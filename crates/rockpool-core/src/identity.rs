//! Identities: long-lived signing + key-agreement keypairs.
//!
//! The public half of an identity is two 32-byte keys and a nickname. The
//! **id** is the base64url (no padding) encoding of signing key followed by
//! key-agreement key, so an identity is always reconstructible from its id:
//! a head or token whose embedded keys do not match its claimed id never
//! verifies.

use base64::engine::general_purpose::URL_SAFE_NO_PAD;
use base64::Engine;
use ed25519_dalek::{Signature, Signer, SigningKey, Verifier, VerifyingKey};
use rand::RngCore;
use serde::{Deserialize, Serialize};
use std::fmt;
use x25519_dalek::{EphemeralSecret, PublicKey, StaticSecret};

use crate::crypto::{decrypt_block, encrypt_block, BlockKey, BlockNonce, Ed25519Signature};
use crate::error::{CoreError, Result};

/// A 32-byte Ed25519 public signing key.
#[derive(Clone, Copy, PartialEq, Eq, Hash, Serialize, Deserialize)]
pub struct Ed25519PublicKey(pub [u8; 32]);

impl Ed25519PublicKey {
    /// Verify a signature over a message.
    pub fn verify(&self, message: &[u8], signature: &Ed25519Signature) -> Result<()> {
        let verifying_key =
            VerifyingKey::from_bytes(&self.0).map_err(|_| CoreError::InvalidPublicKey)?;
        let sig = Signature::from_bytes(&signature.0);
        verifying_key
            .verify(message, &sig)
            .map_err(|_| CoreError::InvalidSignature)
    }
}

impl fmt::Debug for Ed25519PublicKey {
    fn fmt(&self, f: &mut fmt::Formatter<'_>) -> fmt::Result {
        write!(f, "Ed25519Pub({})", &hex::encode(&self.0[..8]))
    }
}

/// A 32-byte X25519 public key-agreement key.
#[derive(Clone, Copy, PartialEq, Eq, Hash, Serialize, Deserialize)]
pub struct X25519PublicKey(pub [u8; 32]);

impl X25519PublicKey {
    fn to_dalek(self) -> PublicKey {
        PublicKey::from(self.0)
    }
}

impl fmt::Debug for X25519PublicKey {
    fn fmt(&self, f: &mut fmt::Formatter<'_>) -> fmt::Result {
        write!(f, "X25519Pub({})", &hex::encode(&self.0[..8]))
    }
}

/// The public form of a peer: two public keys plus a nickname.
///
/// Exported in heads (as the author id) and in invite tokens.
#[derive(Debug, Clone, PartialEq, Eq, Serialize, Deserialize)]
pub struct Identity {
    /// Public signing key.
    pub sign: Ed25519PublicKey,
    /// Public key-agreement key.
    pub agree: X25519PublicKey,
    /// Optional display name, not covered by the id.
    #[serde(default)]
    pub nick: String,
}

impl Identity {
    /// The compact deterministic id: base64url(sign || agree), no padding.
    pub fn id(&self) -> String {
        let mut bytes = [0u8; 64];
        bytes[..32].copy_from_slice(&self.sign.0);
        bytes[32..].copy_from_slice(&self.agree.0);
        URL_SAFE_NO_PAD.encode(bytes)
    }

    /// Reconstruct an identity from its id. The nickname is left empty.
    pub fn from_id(id: &str) -> Result<Self> {
        let bytes = URL_SAFE_NO_PAD
            .decode(id.as_bytes())
            .map_err(|_| CoreError::InvalidIdentityId(id.to_string()))?;
        if bytes.len() != 64 {
            return Err(CoreError::InvalidIdentityId(id.to_string()));
        }
        let mut sign = [0u8; 32];
        let mut agree = [0u8; 32];
        sign.copy_from_slice(&bytes[..32]);
        agree.copy_from_slice(&bytes[32..]);
        Ok(Self {
            sign: Ed25519PublicKey(sign),
            agree: X25519PublicKey(agree),
            nick: String::new(),
        })
    }

    /// Verify a signature made by this identity.
    pub fn verify(&self, message: &[u8], signature: &Ed25519Signature) -> Result<()> {
        self.sign.verify(message, signature)
    }
}

/// Verify a signature against a claimed identity id.
///
/// The verifying key is re-derived from the id itself, so an id that does
/// not match the signer's keys can never pass.
pub fn verify_with_id(id: &str, message: &[u8], signature: &Ed25519Signature) -> Result<()> {
    Identity::from_id(id)?.verify(message, signature)
}

/// A full identity including the private key material.
///
/// Created once on first run, persisted locally, never mutated. The secret
/// halves never leave this process.
pub struct LocalIdentity {
    signing: SigningKey,
    agreement: StaticSecret,
    nick: String,
}

impl LocalIdentity {
    /// Generate a new identity with fresh random keys.
    pub fn new(nick: impl Into<String>) -> Self {
        let mut rng = rand::thread_rng();
        let signing = SigningKey::generate(&mut rng);
        let mut agree_seed = [0u8; 32];
        rng.fill_bytes(&mut agree_seed);
        Self {
            signing,
            agreement: StaticSecret::from(agree_seed),
            nick: nick.into(),
        }
    }

    /// Restore an identity from persisted seeds.
    pub fn from_seeds(sign_seed: &[u8; 32], agree_seed: &[u8; 32], nick: impl Into<String>) -> Self {
        Self {
            signing: SigningKey::from_bytes(sign_seed),
            agreement: StaticSecret::from(*agree_seed),
            nick: nick.into(),
        }
    }

    /// The seeds to persist. Secret key material; handle accordingly.
    pub fn seeds(&self) -> ([u8; 32], [u8; 32]) {
        (self.signing.to_bytes(), self.agreement.to_bytes())
    }

    /// The public form of this identity.
    pub fn public(&self) -> Identity {
        Identity {
            sign: Ed25519PublicKey(self.signing.verifying_key().to_bytes()),
            agree: X25519PublicKey(*PublicKey::from(&self.agreement).as_bytes()),
            nick: self.nick.clone(),
        }
    }

    /// The compact id of this identity.
    pub fn id(&self) -> String {
        self.public().id()
    }

    /// The nickname.
    pub fn nick(&self) -> &str {
        &self.nick
    }

    /// Sign a message with the private signing key.
    pub fn sign(&self, message: &[u8]) -> Ed25519Signature {
        Ed25519Signature(self.signing.sign(message).to_bytes())
    }

    /// Open a sealed envelope addressed to this identity.
    pub fn ec_decrypt(&self, sealed: &[u8]) -> Result<Vec<u8>> {
        if sealed.len() < 32 + 16 {
            return Err(CoreError::SealedTooShort(sealed.len()));
        }
        let mut eph = [0u8; 32];
        eph.copy_from_slice(&sealed[..32]);
        let nonce = BlockNonce::from_slice(&sealed[32..48])?;

        let shared = self.agreement.diffie_hellman(&PublicKey::from(eph));
        let self_agree = X25519PublicKey(*PublicKey::from(&self.agreement).as_bytes());
        let wrap = derive_wrap_key(shared.as_bytes(), &self_agree);
        decrypt_block(&wrap, &nonce, &sealed[48..])
    }
}

impl fmt::Debug for LocalIdentity {
    fn fmt(&self, f: &mut fmt::Formatter<'_>) -> fmt::Result {
        write!(f, "LocalIdentity({}, {:?})", self.nick, self.public().sign)
    }
}

/// Seal bytes so that only `recipient` can open them.
///
/// Ephemeral X25519 key agreement, a Blake3-derived wrap key, and the
/// authenticated block cipher. Sealed layout: `eph_pub(32) || nonce(16) ||
/// ciphertext`.
pub fn ec_encrypt(recipient: &Identity, plain: &[u8]) -> Result<Vec<u8>> {
    let ephemeral = EphemeralSecret::random_from_rng(rand::thread_rng());
    let eph_public = PublicKey::from(&ephemeral);
    let shared = ephemeral.diffie_hellman(&recipient.agree.to_dalek());

    let wrap = derive_wrap_key(shared.as_bytes(), &recipient.agree);
    let nonce = BlockNonce::generate();
    let cipher_text = encrypt_block(&wrap, &nonce, plain)?;

    let mut sealed = Vec::with_capacity(32 + 16 + cipher_text.len());
    sealed.extend_from_slice(eph_public.as_bytes());
    sealed.extend_from_slice(nonce.as_bytes());
    sealed.extend_from_slice(&cipher_text);
    Ok(sealed)
}

/// Derive the envelope wrap key from an ECDH shared secret.
fn derive_wrap_key(shared: &[u8; 32], recipient_agree: &X25519PublicKey) -> BlockKey {
    let mut hasher = blake3::Hasher::new_derive_key("rockpool/ec-envelope/v1");
    hasher.update(shared);
    hasher.update(&recipient_agree.0);
    BlockKey::from_bytes(*hasher.finalize().as_bytes())
}

#[cfg(test)]
mod tests {
    use super::*;

    #[test]
    fn test_sign_verify() {
        let alice = LocalIdentity::new("alice");
        let message = b"hello world";
        let signature = alice.sign(message);

        alice
            .public()
            .verify(message, &signature)
            .expect("valid signature should verify");

        assert!(alice.public().verify(b"hello worlD", &signature).is_err());
    }

    #[test]
    fn test_id_roundtrip() {
        let alice = LocalIdentity::new("alice");
        let public = alice.public();
        let id = public.id();

        let recovered = Identity::from_id(&id).unwrap();
        assert_eq!(recovered.sign, public.sign);
        assert_eq!(recovered.agree, public.agree);
        assert_eq!(recovered.id(), id);
    }

    #[test]
    fn test_verify_with_id_rejects_foreign_id() {
        let alice = LocalIdentity::new("alice");
        let carol = LocalIdentity::new("carol");
        let message = b"payload";

        // carol signs, but the head claims alice
        let forged = carol.sign(message);
        assert!(verify_with_id(&alice.id(), message, &forged).is_err());
        verify_with_id(&carol.id(), message, &forged).unwrap();
    }

    #[test]
    fn test_invalid_id_rejected() {
        assert!(Identity::from_id("not-base64!!").is_err());
        assert!(Identity::from_id("c2hvcnQ").is_err()); // decodes, wrong length
    }

    #[test]
    fn test_ec_envelope_roundtrip() {
        let bob = LocalIdentity::new("bob");
        let sealed = ec_encrypt(&bob.public(), b"master key material").unwrap();
        let opened = bob.ec_decrypt(&sealed).unwrap();
        assert_eq!(opened, b"master key material");
    }

    #[test]
    fn test_ec_envelope_wrong_recipient_fails() {
        let bob = LocalIdentity::new("bob");
        let carol = LocalIdentity::new("carol");

        let sealed = ec_encrypt(&bob.public(), b"secret").unwrap();
        assert!(carol.ec_decrypt(&sealed).is_err());
    }

    #[test]
    fn test_ec_envelope_recipient_from_id_alone() {
        // The sender may only know the recipient's id string.
        let bob = LocalIdentity::new("bob");
        let bob_from_id = Identity::from_id(&bob.id()).unwrap();

        let sealed = ec_encrypt(&bob_from_id, b"secret").unwrap();
        assert_eq!(bob.ec_decrypt(&sealed).unwrap(), b"secret");
    }

    #[test]
    fn test_from_seeds_deterministic() {
        let alice = LocalIdentity::new("alice");
        let (sign_seed, agree_seed) = alice.seeds();
        let restored = LocalIdentity::from_seeds(&sign_seed, &agree_seed, "alice");
        assert_eq!(restored.id(), alice.id());
    }
}
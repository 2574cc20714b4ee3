//! Exchanger over the `object_store` backends.
//!
//! Supported transport URL schemes:
//!
//! - `s3://host/bucket?accessKey=...&secret=...[&region=...][&http=1]`
//! - `file:///path/to/dir`
//! - `mem://name` - a process-shared named in-memory bucket, so several
//!   peers in one test observe the same replica

use std::collections::HashMap;
use std::fmt;
use std::sync::{Arc, Mutex};

use bytes::Bytes;
use chrono::{DateTime, Utc};
use futures::TryStreamExt;
use object_store::aws::AmazonS3Builder;
use object_store::local::LocalFileSystem;
use object_store::memory::InMemory;
use object_store::path::Path as ObjectPath;
use object_store::{GetOptions, GetRange, ObjectMeta, ObjectStore};
use once_cell::sync::Lazy;
use tracing::{debug, warn};
use url::Url;

use crate::error::{ExchangeError, Result};
use crate::traits::{Exchanger, FileEntry, ListOptions, ReadRange};

/// Named in-memory buckets shared across the process.
static MEMORY_BUCKETS: Lazy<Mutex<HashMap<String, Arc<InMemory>>>> =
    Lazy::new(|| Mutex::new(HashMap::new()));

/// An [`Exchanger`] backed by any `object_store` provider.
#[derive(Debug)]
pub struct ObjectExchanger {
    inner: Arc<dyn ObjectStore>,
    repr: String,
    touch: Mutex<HashMap<String, DateTime<Utc>>>,
}

/// Open an exchanger for a transport URL.
pub fn open_exchanger(connection_url: &str) -> Result<ObjectExchanger> {
    let url = Url::parse(connection_url)
        .map_err(|e| ExchangeError::InvalidUrl(format!("{connection_url}: {e}")))?;

    match url.scheme() {
        "s3" => open_s3(&url),
        "file" => open_file(&url),
        "mem" => open_memory(&url),
        other => Err(ExchangeError::InvalidUrl(format!(
            "unknown scheme '{other}' in {connection_url}"
        ))),
    }
}

fn open_s3(url: &Url) -> Result<ObjectExchanger> {
    let host = url
        .host_str()
        .ok_or_else(|| ExchangeError::InvalidUrl(format!("{url}: missing host")))?;
    let bucket = url.path().trim_matches('/');
    if bucket.is_empty() {
        return Err(ExchangeError::InvalidUrl(format!("{url}: missing bucket")));
    }

    let query: HashMap<_, _> = url.query_pairs().into_owned().collect();
    let access_key = query.get("accessKey").cloned().unwrap_or_default();
    let secret = query.get("secret").cloned().unwrap_or_default();
    let plain_http = query.get("http").map(String::as_str) == Some("1");
    let endpoint = if plain_http {
        format!("http://{host}")
    } else {
        format!("https://{host}")
    };

    let store = AmazonS3Builder::new()
        .with_endpoint(&endpoint)
        .with_bucket_name(bucket)
        .with_access_key_id(&access_key)
        .with_secret_access_key(&secret)
        .with_region(query.get("region").map(String::as_str).unwrap_or("us-east-1"))
        .with_allow_http(plain_http)
        .build()
        .map_err(|e| ExchangeError::InvalidUrl(e.to_string()))?;

    Ok(ObjectExchanger::new(
        Arc::new(store),
        format!("s3://{host}/{bucket}"),
    ))
}

fn open_file(url: &Url) -> Result<ObjectExchanger> {
    let path = url
        .to_file_path()
        .map_err(|_| ExchangeError::InvalidUrl(format!("{url}: not a file path")))?;
    std::fs::create_dir_all(&path)?;

    let store = LocalFileSystem::new_with_prefix(&path)
        .map_err(|e| ExchangeError::InvalidUrl(e.to_string()))?;
    Ok(ObjectExchanger::new(
        Arc::new(store),
        format!("file://{}", path.display()),
    ))
}

fn open_memory(url: &Url) -> Result<ObjectExchanger> {
    let name = url
        .host_str()
        .ok_or_else(|| ExchangeError::InvalidUrl(format!("{url}: missing bucket name")))?;

    let store = {
        let mut buckets = MEMORY_BUCKETS.lock().unwrap();
        Arc::clone(
            buckets
                .entry(name.to_string())
                .or_insert_with(|| Arc::new(InMemory::new())),
        )
    };
    Ok(ObjectExchanger::new(store, format!("mem://{name}")))
}

impl ObjectExchanger {
    fn new(inner: Arc<dyn ObjectStore>, repr: String) -> Self {
        Self {
            inner,
            repr,
            touch: Mutex::new(HashMap::new()),
        }
    }
}

fn entry_from_meta(meta: &ObjectMeta, strip: &str) -> FileEntry {
    let location = meta.location.as_ref();
    let name = location.strip_prefix(strip).unwrap_or(location).to_string();
    FileEntry {
        name,
        size: meta.size as i64,
        mod_time: meta.last_modified,
        is_dir: false,
    }
}

#[async_trait::async_trait]
impl Exchanger for ObjectExchanger {
    async fn read(&self, name: &str, range: Option<ReadRange>) -> Result<Bytes> {
        let path = ObjectPath::from(name);
        let result = match range {
            None => self.inner.get(&path).await?,
            Some(r) => {
                let opts = GetOptions {
                    range: Some(GetRange::Bounded(r.from as usize..r.to as usize)),
                    ..Default::default()
                };
                self.inner.get_opts(&path, opts).await?
            }
        };
        Ok(result.bytes().await?)
    }

    async fn write(&self, name: &str, data: Bytes) -> Result<()> {
        debug!(exchanger = %self.repr, name, size = data.len(), "write object");
        self.inner.put(&ObjectPath::from(name), data.into()).await?;
        Ok(())
    }

    async fn read_dir(&self, prefix: &str, opts: ListOptions) -> Result<Vec<FileEntry>> {
        let path = ObjectPath::from(prefix);
        let strip = format!("{}/", path.as_ref());

        if opts.recursive {
            let metas: Vec<ObjectMeta> = self.inner.list(Some(&path)).try_collect().await?;
            return Ok(metas.iter().map(|m| entry_from_meta(m, &strip)).collect());
        }

        let listing = self.inner.list_with_delimiter(Some(&path)).await?;
        let mut entries: Vec<FileEntry> = listing
            .objects
            .iter()
            .map(|m| entry_from_meta(m, &strip))
            .collect();
        for common in &listing.common_prefixes {
            let location = common.as_ref();
            entries.push(FileEntry {
                name: location.strip_prefix(&strip).unwrap_or(location).to_string(),
                size: 0,
                mod_time: DateTime::<Utc>::MIN_UTC,
                is_dir: true,
            });
        }
        Ok(entries)
    }

    async fn stat(&self, name: &str) -> Result<FileEntry> {
        let meta = self.inner.head(&ObjectPath::from(name)).await?;
        Ok(FileEntry {
            name: name.to_string(),
            size: meta.size as i64,
            mod_time: meta.last_modified,
            is_dir: false,
        })
    }

    async fn rename(&self, old: &str, new: &str) -> Result<()> {
        self.inner
            .rename(&ObjectPath::from(old), &ObjectPath::from(new))
            .await?;
        Ok(())
    }

    async fn delete(&self, name: &str) -> Result<()> {
        // Delete the subtree when the name is a prefix; fall back to a
        // single-key delete when the listing comes back empty.
        let path = ObjectPath::from(name);
        let metas: Vec<ObjectMeta> = self.inner.list(Some(&path)).try_collect().await?;
        if metas.is_empty() {
            self.inner.delete(&path).await?;
            return Ok(());
        }
        for meta in metas {
            self.inner.delete(&meta.location).await?;
        }
        Ok(())
    }

    async fn touched(&self, name: &str) -> bool {
        let touch_name = format!("{name}.touch");
        let touch_path = ObjectPath::from(touch_name.as_str());

        let remote = match self.inner.head(&touch_path).await {
            Ok(meta) => meta.last_modified,
            // No sentinel yet: always touched.
            Err(_) => return true,
        };

        let seen = self.touch.lock().unwrap().get(name).copied();
        let changed = match seen {
            Some(seen) => remote > seen,
            None => true,
        };
        if !changed {
            return false;
        }

        // Reset the race window, then remember the sentinel we wrote so a
        // quiet channel probes false next time.
        match self.inner.put(&touch_path, Bytes::new().into()).await {
            Ok(_) => {
                let fresh = self
                    .inner
                    .head(&touch_path)
                    .await
                    .map(|m| m.last_modified)
                    .unwrap_or(remote);
                self.touch.lock().unwrap().insert(name.to_string(), fresh);
            }
            Err(e) => warn!(exchanger = %self.repr, name, "cannot rewrite touch sentinel: {e}"),
        }
        true
    }

    async fn close(&self) -> Result<()> {
        Ok(())
    }
}

impl fmt::Display for ObjectExchanger {
    fn fmt(&self, f: &mut fmt::Formatter<'_>) -> fmt::Result {
        write!(f, "{}", self.repr)
    }
}

#[cfg(test)]
mod tests {
    use super::*;

    fn unique(name: &str) -> String {
        use std::sync::atomic::{AtomicU32, Ordering};
        static N: AtomicU32 = AtomicU32::new(0);
        format!("mem://{name}{}", N.fetch_add(1, Ordering::SeqCst))
    }

    #[tokio::test]
    async fn test_write_read_roundtrip() {
        let ex = open_exchanger(&unique("rw")).unwrap();
        ex.write("p/1", Bytes::from_static(b"hello")).await.unwrap();

        let data = ex.read("p/1", None).await.unwrap();
        assert_eq!(data.as_ref(), b"hello");
    }

    #[tokio::test]
    async fn test_read_missing_is_not_exist() {
        let ex = open_exchanger(&unique("missing")).unwrap();
        let err = ex.read("nope", None).await.unwrap_err();
        assert!(matches!(err, ExchangeError::NotExist(_)));
    }

    #[tokio::test]
    async fn test_ranged_read() {
        let ex = open_exchanger(&unique("range")).unwrap();
        ex.write("blob", Bytes::from_static(b"0123456789"))
            .await
            .unwrap();

        let part = ex
            .read("blob", Some(ReadRange { from: 2, to: 6 }))
            .await
            .unwrap();
        assert_eq!(part.as_ref(), b"2345");
    }

    #[tokio::test]
    async fn test_shared_memory_bucket() {
        let url = unique("shared");
        let a = open_exchanger(&url).unwrap();
        let b = open_exchanger(&url).unwrap();

        a.write("k", Bytes::from_static(b"v")).await.unwrap();
        assert_eq!(b.read("k", None).await.unwrap().as_ref(), b"v");
    }

    #[tokio::test]
    async fn test_read_dir_non_recursive() {
        let ex = open_exchanger(&unique("list")).unwrap();
        ex.write("p/h/1", Bytes::from_static(b"a")).await.unwrap();
        ex.write("p/h/2", Bytes::from_static(b"b")).await.unwrap();
        ex.write("p/h/sub/3", Bytes::from_static(b"c")).await.unwrap();

        let entries = ex.read_dir("p/h", ListOptions::default()).await.unwrap();
        let mut names: Vec<_> = entries.iter().map(|e| e.name.clone()).collect();
        names.sort();
        assert_eq!(names, vec!["1", "2", "sub"]);
        assert!(entries.iter().any(|e| e.name == "sub" && e.is_dir));
    }

    #[tokio::test]
    async fn test_read_dir_recursive() {
        let ex = open_exchanger(&unique("listr")).unwrap();
        ex.write("p/h/1", Bytes::from_static(b"a")).await.unwrap();
        ex.write("p/h/sub/3", Bytes::from_static(b"c")).await.unwrap();

        let entries = ex
            .read_dir("p/h", ListOptions { recursive: true })
            .await
            .unwrap();
        let mut names: Vec<_> = entries.iter().map(|e| e.name.clone()).collect();
        names.sort();
        assert_eq!(names, vec!["1", "sub/3"]);
    }

    #[tokio::test]
    async fn test_stat_and_rename() {
        let ex = open_exchanger(&unique("stat")).unwrap();
        ex.write("old", Bytes::from_static(b"abc")).await.unwrap();

        let entry = ex.stat("old").await.unwrap();
        assert_eq!(entry.size, 3);

        ex.rename("old", "new").await.unwrap();
        assert!(matches!(
            ex.stat("old").await.unwrap_err(),
            ExchangeError::NotExist(_)
        ));
        assert_eq!(ex.read("new", None).await.unwrap().as_ref(), b"abc");
    }

    #[tokio::test]
    async fn test_delete_recursive_with_fallback() {
        let ex = open_exchanger(&unique("del")).unwrap();
        ex.write("tree/a", Bytes::from_static(b"1")).await.unwrap();
        ex.write("tree/b/c", Bytes::from_static(b"2")).await.unwrap();

        ex.delete("tree").await.unwrap();
        assert!(ex.read("tree/a", None).await.is_err());
        assert!(ex.read("tree/b/c", None).await.is_err());

        // Single object: the listing is empty, the fallback path deletes it.
        ex.write("single", Bytes::from_static(b"x")).await.unwrap();
        ex.delete("single").await.unwrap();
        assert!(ex.read("single", None).await.is_err());
    }

    #[tokio::test]
    async fn test_touched_lifecycle() {
        let url = unique("touch");
        let writer = open_exchanger(&url).unwrap();
        let reader = open_exchanger(&url).unwrap();

        // No sentinel yet: always touched, nothing is written.
        assert!(reader.touched("h").await);
        assert!(reader.touched("h").await);

        // A publisher creates the sentinel: touched once, then the probe's
        // own rewrite is remembered and the channel goes quiet.
        writer.write("h.touch", Bytes::new()).await.unwrap();
        assert!(reader.touched("h").await);
        assert!(!reader.touched("h").await);
        assert!(!reader.touched("h").await);

        // The publisher bumps it again: touched exactly once.
        writer.write("h.touch", Bytes::new()).await.unwrap();
        assert!(reader.touched("h").await);
        assert!(!reader.touched("h").await);
    }

    #[tokio::test]
    async fn test_file_scheme() {
        let dir = tempfile::tempdir().unwrap();
        let url = format!("file://{}", dir.path().display());
        let ex = open_exchanger(&url).unwrap();

        ex.write("p/h/1", Bytes::from_static(b"data")).await.unwrap();
        assert_eq!(ex.read("p/h/1", None).await.unwrap().as_ref(), b"data");

        let entries = ex.read_dir("p/h", ListOptions::default()).await.unwrap();
        assert_eq!(entries.len(), 1);
    }

    #[test]
    fn test_unknown_scheme_rejected() {
        assert!(matches!(
            open_exchanger("gopher://x/y").unwrap_err(),
            ExchangeError::InvalidUrl(_)
        ));
    }
}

++++

> ASSIGNMENT
What you output must match the lines from the beginning of the material through the line with "Ed25519 public signing key." exactly, both ends included.

> SOLUTION TO THIS TASK
filename crates/rockpool-core/src/identity.rs
//! Identities: long-lived signing + key-agreement keypairs.
//!
//! The public half of an identity is two 32-byte keys and a nickname. The
//! **id** is the base64url (no padding) encoding of signing key followed by
//! key-agreement key, so an identity is always reconstructible from its id:
//! a head or token whose embedded keys do not match its claimed id never
//! verifies.

use base64::engine::general_purpose::URL_SAFE_NO_PAD;
use base64::Engine;
use ed25519_dalek::{Signature, Signer, SigningKey, Verifier, VerifyingKey};
use rand::RngCore;
use serde::{Deserialize, Serialize};
use std::fmt;
use x25519_dalek::{EphemeralSecret, PublicKey, StaticSecret};

use crate::crypto::{decrypt_block, encrypt_block, BlockKey, BlockNonce, Ed25519Signature};
use crate::error::{CoreError, Result};

/// A 32-byte Ed25519 public signing key.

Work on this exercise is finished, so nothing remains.